Editorial O Estado de S. Paulo
“A Amazônia não está à venda”, disse o ministro de Relações Exteriores, Celso Amorim, numa reação às investidas cada vez mais freqüentes e mais abusadas de quem questiona os direitos do Estado brasileiro sobre seu território. “Queremos preservar nossa soberania”, acrescentou, recorrendo a uma noção usada há poucas semanas pelo presidente Luiz Inácio Lula da Silva durante a visita da primeira-ministra alemã, Angela Merkel. A preservação da floresta, afirmou o presidente naquela ocasião, é uma responsabilidade soberana do Brasil. As palavras de Lula passaram quase despercebidas, assim como o absurdo da situação: por que deveria um presidente brasileiro dar satisfações a uma autoridade estrangeira sobre a política nacional para a Amazônia ou para qualquer outra região?

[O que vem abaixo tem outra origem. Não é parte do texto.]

//! Decoding of HTTP chunked transfer encoding.
//!
//! A chunked body is a sequence of chunks, each made of a hexadecimal size line
//! and that many bytes of data, closed by a zero-sized chunk
//! ([RFC 9112 Section 7.1](https://www.rfc-editor.org/rfc/rfc9112#section-7.1)).
//!
//! Decoding works in two passes over the already-received bytes, both driven by
//! the same [`Chunks`] walker:
//!
//! 1. [`decoded_len`] sums the chunk sizes so the caller can size a destination
//! 2. [`decode_into`] copies each chunk's data into that destination
//!
//! [`decode`] does both with a buffer rented from a [`BufferPool`].
//!
//! Chunk extensions (`;name=value` after the size) are ignored, empty lines
//! between chunks are skipped, and trailer fields after the terminal chunk are
//! not validated.

use crate::buf::{BufferPool, PooledBuf, SplitBytes};
use crate::protocol::{ChunkedError, Request};
use crate::utils::trim_whitespace;
use memchr::{memchr, memmem};
use std::ops::Deref;
use std::sync::Arc;
use tracing::trace;
use ChunkState::*;

/// Longest chunk size accepted, in hex digits.
const MAX_SIZE_DIGITS: usize = 16;

/// Iterates over the data of each chunk in a chunked body.
///
/// The walker stops at the zero-sized chunk. Malformed input yields one
/// `Err` and then ends the iteration.
#[derive(Debug, Clone)]
pub struct Chunks<'a> {
    src: &'a [u8],
    pos: usize,
    state: ChunkState,
}

#[derive(Debug, Clone, Copy, PartialEq, Eq)]
enum ChunkState {
    /// Read the size line of the next chunk
    Size,
    /// Read this many bytes of chunk data
    Data(usize),
    /// Read the CRLF closing the chunk data
    DataEnd,
    /// Terminal chunk seen or an error reported
    Done,
}

impl<'a> Chunks<'a> {
    pub fn new(src: &'a [u8]) -> Self {
        Self { src, pos: 0, state: Size }
    }

    /// Number of bytes of `src` consumed so far.
    pub fn consumed(&self) -> usize {
        self.pos
    }

    fn fail(&mut self, error: ChunkedError) -> Option<Result<&'a [u8], ChunkedError>> {
        self.state = Done;
        Some(Err(error))
    }
}

impl<'a> Iterator for Chunks<'a> {
    type Item = Result<&'a [u8], ChunkedError>;

    fn next(&mut self) -> Option<Self::Item> {
        loop {
            let rest = &self.src[self.pos..];
            match self.state {
                Size => {
                    let Some(line_end) = memchr(b'\n', rest) else {
                        return self.fail(ChunkedError::Incomplete);
                    };

                    let line = &rest[..line_end];
                    let line = line.strip_suffix(b"\r").unwrap_or(line);
                    self.pos += line_end + 1;

                    if line.is_empty() {
                        continue;
                    }

                    match parse_chunk_size(line) {
                        Ok(0) => {
                            trace!("reached terminal chunk");
                            self.state = Done;
                            return None;
                        }
                        Ok(size) => self.state = Data(size),
                        Err(e) => return self.fail(e),
                    }
                }
                Data(size) => {
                    if rest.len() < size {
                        return self.fail(ChunkedError::Incomplete);
                    }

                    self.pos += size;
                    self.state = DataEnd;
                    return Some(Ok(&rest[..size]));
                }
                DataEnd => {
                    if rest.starts_with(b"\r\n") {
                        self.pos += 2;
                    } else if rest.starts_with(b"\n") {
                        self.pos += 1;
                    } else if rest.is_empty() {
                        return self.fail(ChunkedError::Incomplete);
                    } else {
                        return self.fail(ChunkedError::MissingCrlf);
                    }
                    self.state = Size;
                }
                Done => return None,
            }
        }
    }
}

fn parse_chunk_size(line: &[u8]) -> Result<usize, ChunkedError> {
    let size = SplitBytes::new(line, b';').next().unwrap_or_default();
    let digits = trim_whitespace(size);

    if digits.is_empty() || digits.len() > MAX_SIZE_DIGITS || !digits.iter().all(u8::is_ascii_hexdigit) {
        return Err(ChunkedError::InvalidSize);
    }

    digits.iter().try_fold(0usize, |acc, &digit| {
        let value = match digit {
            b'0'..=b'9' => digit - b'0',
            b'a'..=b'f' => digit - b'a' + 10,
            _ => digit - b'A' + 10,
        };
        acc.checked_mul(16).and_then(|acc| acc.checked_add(usize::from(value))).ok_or(ChunkedError::InvalidSize)
    })
}

/// Returns the total length of the decoded body.
///
/// `Ok` also means the terminal chunk was reached, which makes this a cheap
/// "is the chunked body complete" check.
pub fn decoded_len(src: &[u8]) -> Result<usize, ChunkedError> {
    Chunks::new(src).try_fold(0usize, |acc, chunk| chunk.map(|data| acc + data.len()))
}

/// Copies the chunk data of `src` contiguously into `dst` and returns how many
/// bytes were written.
pub fn decode_into(src: &[u8], dst: &mut [u8]) -> Result<usize, ChunkedError> {
    let mut written = 0;
    for chunk in Chunks::new(src) {
        let data = chunk?;
        let end = written + data.len();
        if end > dst.len() {
            return Err(ChunkedError::BufferTooSmall { needed: end });
        }
        dst[written..end].copy_from_slice(data);
        written = end;
    }
    Ok(written)
}

/// Decodes `src` into a buffer rented from `pool`.
pub fn decode(src: &[u8], pool: &Arc<BufferPool>) -> Result<DecodedBody, ChunkedError> {
    let len = decoded_len(src)?;
    let mut buf = pool.rent(len);
    let written = decode_into(src, &mut buf)?;
    Ok(DecodedBody { buf, len: written })
}

/// A de-chunked body held in a pooled buffer.
#[derive(Debug)]
pub struct DecodedBody {
    buf: PooledBuf,
    len: usize,
}

impl DecodedBody {
    pub fn as_bytes(&self) -> &[u8] {
        &self.buf[..self.len]
    }
}

impl Deref for DecodedBody {
    type Target = [u8];

    fn deref(&self) -> &Self::Target {
        self.as_bytes()
    }
}

/// Whether the request declares a chunked `Transfer-Encoding`.
pub fn has_chunked_body(request: &Request<'_>) -> bool {
    request.header(b"Transfer-Encoding").is_some_and(|value| memmem::find(value, b"chunked").is_some())
}

/// The coding applied before chunking, such as `gzip` in `gzip, chunked`.
pub fn chunk_encoding<'buf>(request: &Request<'buf>) -> Option<&'buf [u8]> {
    let value = request.header(b"Transfer-Encoding")?;
    SplitBytes::new(value, b',').map(trim_whitespace).find(|token| !token.is_empty() && *token != b"chunked")
}

#[cfg(test)]
mod tests {
    use super::*;
    use crate::codec::RequestParser;

    #[test]
    fn test_basic() {
        let src = b"4\r\nWiki\r\n5\r\npedia\r\n0\r\n\r\n";

        assert_eq!(decoded_len(src), Ok(9));

        let mut dst = [0u8; 9];
        assert_eq!(decode_into(src, &mut dst), Ok(9));
        assert_eq!(&dst, b"Wikipedia");
    }

    #[test]
    fn test_multiple_chunks() {
        let src = b"3\r\nabc\r\n3\r\ndef\r\nA\r\n0123456789\r\n0\r\n\r\n";
        let chunks: Vec<&[u8]> = Chunks::new(src).map(Result::unwrap).collect();

        assert_eq!(chunks, vec![&b"abc"[..], b"def", b"0123456789"]);
    }

    #[test]
    fn test_extension_and_empty_lines() {
        let src = b"4;name=value\r\nWiki\r\n\r\n5 \r\npedia\r\n0\r\nTrailer: ignored\r\n\r\n";
        let pool = Arc::new(BufferPool::new());

        let decoded = decode(src, &pool).unwrap();
        assert_eq!(decoded.as_bytes(), b"Wikipedia");
    }

    #[test]
    fn test_uppercase_hex() {
        let mut src = b"1A\r\n".to_vec();
        src.extend_from_slice(&[b'x'; 26]);
        src.extend_from_slice(b"\r\n0\r\n\r\n");

        assert_eq!(decoded_len(&src), Ok(26));
    }

    #[test]
    fn test_invalid_size() {
        assert_eq!(decoded_len(b"zz\r\nabc\r\n0\r\n\r\n"), Err(ChunkedError::InvalidSize));
        assert_eq!(decoded_len(b";ext\r\n0\r\n\r\n"), Err(ChunkedError::InvalidSize));
        assert_eq!(decoded_len(b"fffffffffffffffff\r\n"), Err(ChunkedError::InvalidSize));
    }

    #[test]
    fn test_missing_crlf_after_data() {
        assert_eq!(decoded_len(b"3\r\nabcX\r\n0\r\n\r\n"), Err(ChunkedError::MissingCrlf));
    }

    #[test]
    fn test_incomplete() {
        assert_eq!(decoded_len(b"4\r\nWi"), Err(ChunkedError::Incomplete));
        assert_eq!(decoded_len(b"4\r\nWiki\r\n"), Err(ChunkedError::Incomplete));
        assert_eq!(decoded_len(b""), Err(ChunkedError::Incomplete));
    }

    #[test]
    fn test_destination_too_small() {
        let mut dst = [0u8; 4];
        assert_eq!(
            decode_into(b"4\r\nWiki\r\n5\r\npedia\r\n0\r\n\r\n", &mut dst),
            Err(ChunkedError::BufferTooSmall { needed: 9 })
        );
    }

    #[test]
    fn test_transfer_encoding_helpers() {
        let parser = RequestParser::new();

        let request = parser.parse(b"POST / HTTP/1.1\r\nTransfer-Encoding: gzip, chunked\r\n\r\n").unwrap();
        assert!(has_chunked_body(&request));
        assert_eq!(chunk_encoding(&request), Some(&b"gzip"[..]));

        let request = parser.parse(b"POST / HTTP/1.1\r\nTransfer-Encoding: chunked\r\n\r\n").unwrap();
        assert!(has_chunked_body(&request));
        assert_eq!(chunk_encoding(&request), None);

        let request = parser.parse(b"POST / HTTP/1.1\r\nContent-Length: 3\r\n\r\nabc").unwrap();
        assert!(!has_chunked_body(&request));
        assert_eq!(chunk_encoding(&request), None);
    }
}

A “elite oligárquica” internacional está incomodada com a ascensão do Brasil como ator relevante, disse o chanceler brasileiro numa exposição a representantes do País no Parlamento do Mercosul. “Há resistências e vamos ter de nos acostumar com isso”, acrescentou. Mas a tese do ministro não dá conta de todo o problema.
A emergência do Brasil, como a da Índia e a da China, pode provocar reações adversas, mas o debate sobre a Amazônia vai muito além disso. Começou bem antes de surgir a sigla Bric (Brasil, Rússia, Índia e China), inventada por um economista para designar quatro países destinados, segundo seus cálculos, a ocupar posições de extrema relevância no século 21. A conversa sobre internacionalização da Amazônia começou há décadas. No Brasil, poucos a levaram a sério até há pouco tempo e muitos ainda não lhe dão importância.

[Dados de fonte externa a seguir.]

//! Installs the process-wide `tracing` subscriber.

use tracing::Level;
use tracing_subscriber::FmtSubscriber;

/// How much the server logs. Ordered from silent to most verbose.
#[derive(Debug, Clone, Copy, PartialEq, Eq, PartialOrd, Ord, Hash, Default)]
pub enum LogLevel {
    Disabled,
    Error,
    Warning,
    #[default]
    Info,
    Debug,
}

impl LogLevel {
    /// The most verbose `tracing` level to record, `None` when disabled.
    pub fn max_level(self) -> Option<Level> {
        match self {
            Self::Disabled => None,
            Self::Error => Some(Level::ERROR),
            Self::Warning => Some(Level::WARN),
            Self::Info => Some(Level::INFO),
            Self::Debug => Some(Level::DEBUG),
        }
    }
}

/// Installs a fmt subscriber for `level` as the global default.
///
/// Returns whether it was installed: nothing happens when logging is disabled
/// or when the application already set a global subscriber.
pub fn init(level: LogLevel) -> bool {
    let Some(max_level) = level.max_level() else {
        return false;
    };

    let subscriber = FmtSubscriber::builder().with_max_level(max_level).finish();
    tracing::subscriber::set_global_default(subscriber).is_ok()
}

#[cfg(test)]
mod tests {
    use super::*;

    #[test]
    fn test_levels() {
        assert_eq!(LogLevel::default(), LogLevel::Info);
        assert_eq!(LogLevel::Warning.max_level(), Some(Level::WARN));
        assert!(LogLevel::Disabled < LogLevel::Error);
        assert!(LogLevel::Debug > LogLevel::Info);
    }

    #[test]
    fn test_init() {
        assert!(!init(LogLevel::Disabled));
        // a second global subscriber is refused without panicking
        init(LogLevel::Debug);
        assert!(!init(LogLevel::Info));
    }
}
//! Route handlers.
//!
//! A [`RequestHandler`] is what a route points at. It sees the request through a
//! [`RequestContext`] (so it can read route and query parameters) and writes the
//! complete response, headers included, into the [`ResponseBuilder`].

use crate::RequestContext;
use quill_http::codec::ResponseBuilder;
use std::fmt;
pub use quill_http::handler::HandlerError;

pub trait RequestHandler: Send + Sync {
    fn invoke(&self, request: &RequestContext<'_, '_>, response: &mut ResponseBuilder) -> Result<(), HandlerError>;
}

impl<H: RequestHandler + ?Sized> RequestHandler for Box<H> {
    fn invoke(&self, request: &RequestContext<'_, '_>, response: &mut ResponseBuilder) -> Result<(), HandlerError> {
        (**self).invoke(request, response)
    }
}

/// A closure holder which implements [`RequestHandler`].
pub struct FnHandler<F> {
    f: F,
}

impl<F> fmt::Debug for FnHandler<F> {
    fn fmt(&self, f: &mut fmt::Formatter<'_>) -> fmt::Result {
        f.debug_struct("FnHandler").finish_non_exhaustive()
    }
}

impl<F> RequestHandler for FnHandler<F>
where
    F: Fn(&RequestContext<'_, '_>, &mut ResponseBuilder) -> Result<(), HandlerError> + Send + Sync,
{
    fn invoke(&self, request: &RequestContext<'_, '_>, response: &mut ResponseBuilder) -> Result<(), HandlerError> {
        (self.f)(request, response)
    }
}

pub fn handler_fn<F>(f: F) -> FnHandler<F>
where
    F: Fn(&RequestContext<'_, '_>, &mut ResponseBuilder) -> Result<(), HandlerError> + Send + Sync,
{
    FnHandler { f }
}
//! Matching of request paths against `{name}` route patterns.
//!
//! A pattern is a `/`-separated list of literal segments and placeholders. A
//! path matches when it has exactly as many `/` as the pattern, every literal
//! segment is byte-equal and every placeholder lines up with a non-empty
//! segment. Any query string on the path is ignored.

use memchr::memchr;
use quill_http::buf::{SplitBytes, count_byte};

pub(crate) fn strip_query(path: &[u8]) -> &[u8] {
    match memchr(b'?', path) {
        Some(idx) => &path[..idx],
        None => path,
    }
}

/// Returns the parameter name if `segment` is a `{name}` placeholder.
pub(crate) fn placeholder(segment: &[u8]) -> Option<&[u8]> {
    segment.strip_prefix(b"{")?.strip_suffix(b"}")
}

pub fn matches(pattern: &[u8], path: &[u8]) -> bool {
    let path = strip_query(path);
    if count_byte(pattern, b'/') != count_byte(path, b'/') {
        return false;
    }

    let pattern = pattern.strip_prefix(b"/").unwrap_or(pattern);
    let path = path.strip_prefix(b"/").unwrap_or(path);

    let mut expected = SplitBytes::new(pattern, b'/');
    let mut actual = SplitBytes::new(path, b'/');
    loop {
        let (segment, value) = match (expected.next(), actual.next()) {
            (None, None) => return true,
            (segment, value) => (segment.unwrap_or_default(), value.unwrap_or_default()),
        };

        let matched = match placeholder(segment) {
            Some(_) => !value.is_empty(),
            None => segment == value,
        };
        if !matched {
            return false;
        }
    }
}

/// Returns the first pattern, in iteration order, that `path` matches.
pub fn find<'p, I>(patterns: I, path: &[u8]) -> Option<&'p [u8]>
where
    I: IntoIterator<Item = &'p [u8]>,
{
    patterns.into_iter().find(|pattern| matches(pattern, path))
}

#[cfg(test)]
mod tests {
    use super::*;

    const PATTERNS: [&[u8]; 4] = [b"/", b"/blog", b"/blog/{post}", b"/blog/{post}/edit"];

    #[test]
    fn test_find() {
        assert_eq!(find(PATTERNS, b"/"), Some(&b"/"[..]));
        assert_eq!(find(PATTERNS, b"/blog"), Some(&b"/blog"[..]));
        assert_eq!(find(PATTERNS, b"/blog/my-first-post"), Some(&b"/blog/{post}"[..]));
        assert_eq!(find(PATTERNS, b"/blog/my-first-post/edit"), Some(&b"/blog/{post}/edit"[..]));
        assert_eq!(find(PATTERNS, b"/blog/my-first-post/delete"), None);
    }

    #[test]
    fn test_query_is_ignored() {
        assert!(matches(b"/blog/{post}", b"/blog/hello?draft=true"));
        assert!(matches(b"/", b"/?a=b"));
    }

    #[test]
    fn test_placeholder_needs_a_value() {
        assert!(!matches(b"/blog/{post}", b"/blog/"));
        assert!(!matches(b"/blog/{post}/edit", b"/blog//edit"));
    }

    #[test]
    fn test_slash_count_must_be_equal() {
        assert!(!matches(b"/blog", b"/blog/"));
        assert!(!matches(b"/", b"/blog"));
        assert!(!matches(b"/blog", b"/"));
    }

    #[test]
    fn test_literals_are_case_sensitive() {
        assert!(!matches(b"/blog", b"/Blog"));
        assert!(matches(b"/{a}/{b}", b"/x/y"));
    }
}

No dia 18 de maio, o New York Times publicou reportagem com o título Afinal, de quem é esta floresta tropical? O texto é basicamente descritivo, mas aponta como “bem estabelecida” a tese da “importância global” da Amazônia como reguladora do clima. O autor lembra um comentário feito em 1989 pelo senador Al Gore, depois vice-presidente dos Estados Unidos e ganhador, em 2007, do Prêmio Nobel da Paz: “Ao contrário do que pensam os brasileiros, a Amazônia não é sua propriedade, mas pertence a todos nós.” Gore visitou o Brasil no ano passado e ninguém lhe cobrou as palavras ditas quase 20 anos antes. Tomada pelo valor de face, aquela declaração não é só uma insolência, mas um gesto hostil. No mesmo ano o presidente da França, François Mitterrand, tirou uma conclusão famosa de sua tese sobre o “direito de ingerência”: “O Brasil precisa aceitar uma soberania relativa sobre a Amazônia.”
Descartados como irrelevantes pelas autoridades brasileiras, abusos desse tipo multiplicaram-se. Há dias, o jornal britânico The Independent comentou num editorial a renúncia da ministra Marina Silva, propôs um programa conjunto de preservação da floresta e concluiu: “Essa parte do Brasil é importante demais para ser deixada aos brasileiros.”
Ninguém se iluda: não faltarão governos, políticos, organizações não-governamentais (ONGs) e grupos de comunicação dispostos a apoiar de forma cada vez mais aberta e mais articulada a interferência no território brasileiro. Muitos desses grupos já atuam no Brasil e agem sem o mínimo controle na Amazônia, como já foi indicado por testemunhos de militares, técnicos e políticos, como o deputado Aldo Rebelo. Ninguém sabe com segurança a quem servem as ONGs, missões de igrejas e outros grupos atuantes na região. Há evidências de sobra para justificar, sem qualquer fantasia conspiratória, as mais sérias preocupações.
A preservação da Amazônia, como a de todos os demais ecossistemas brasileiros, tem de ser uma preocupação de primeira ordem para todos neste país, mas não é assunto para interferência de grupos privados internacionais ou de potências estrangeiras. Para deixar bem claro esse ponto, o governo deveria, desde logo, abandonar qualquer conversa sobre financiamento de outros países para políticas de conservação. Aceitar financiamentos de governos ou de grupos estrangeiros é uma forma de encorajar a interferência. O Brasil pode e deve assumir compromissos multilaterais de preservação ambiental. Isso vale para todos. Mas o governo dos Estados Unidos, a potência mais poluidora do planeta, rejeitou o Protocolo de Kyoto. Alguém falou em internacionalizar alguma fração do território americano?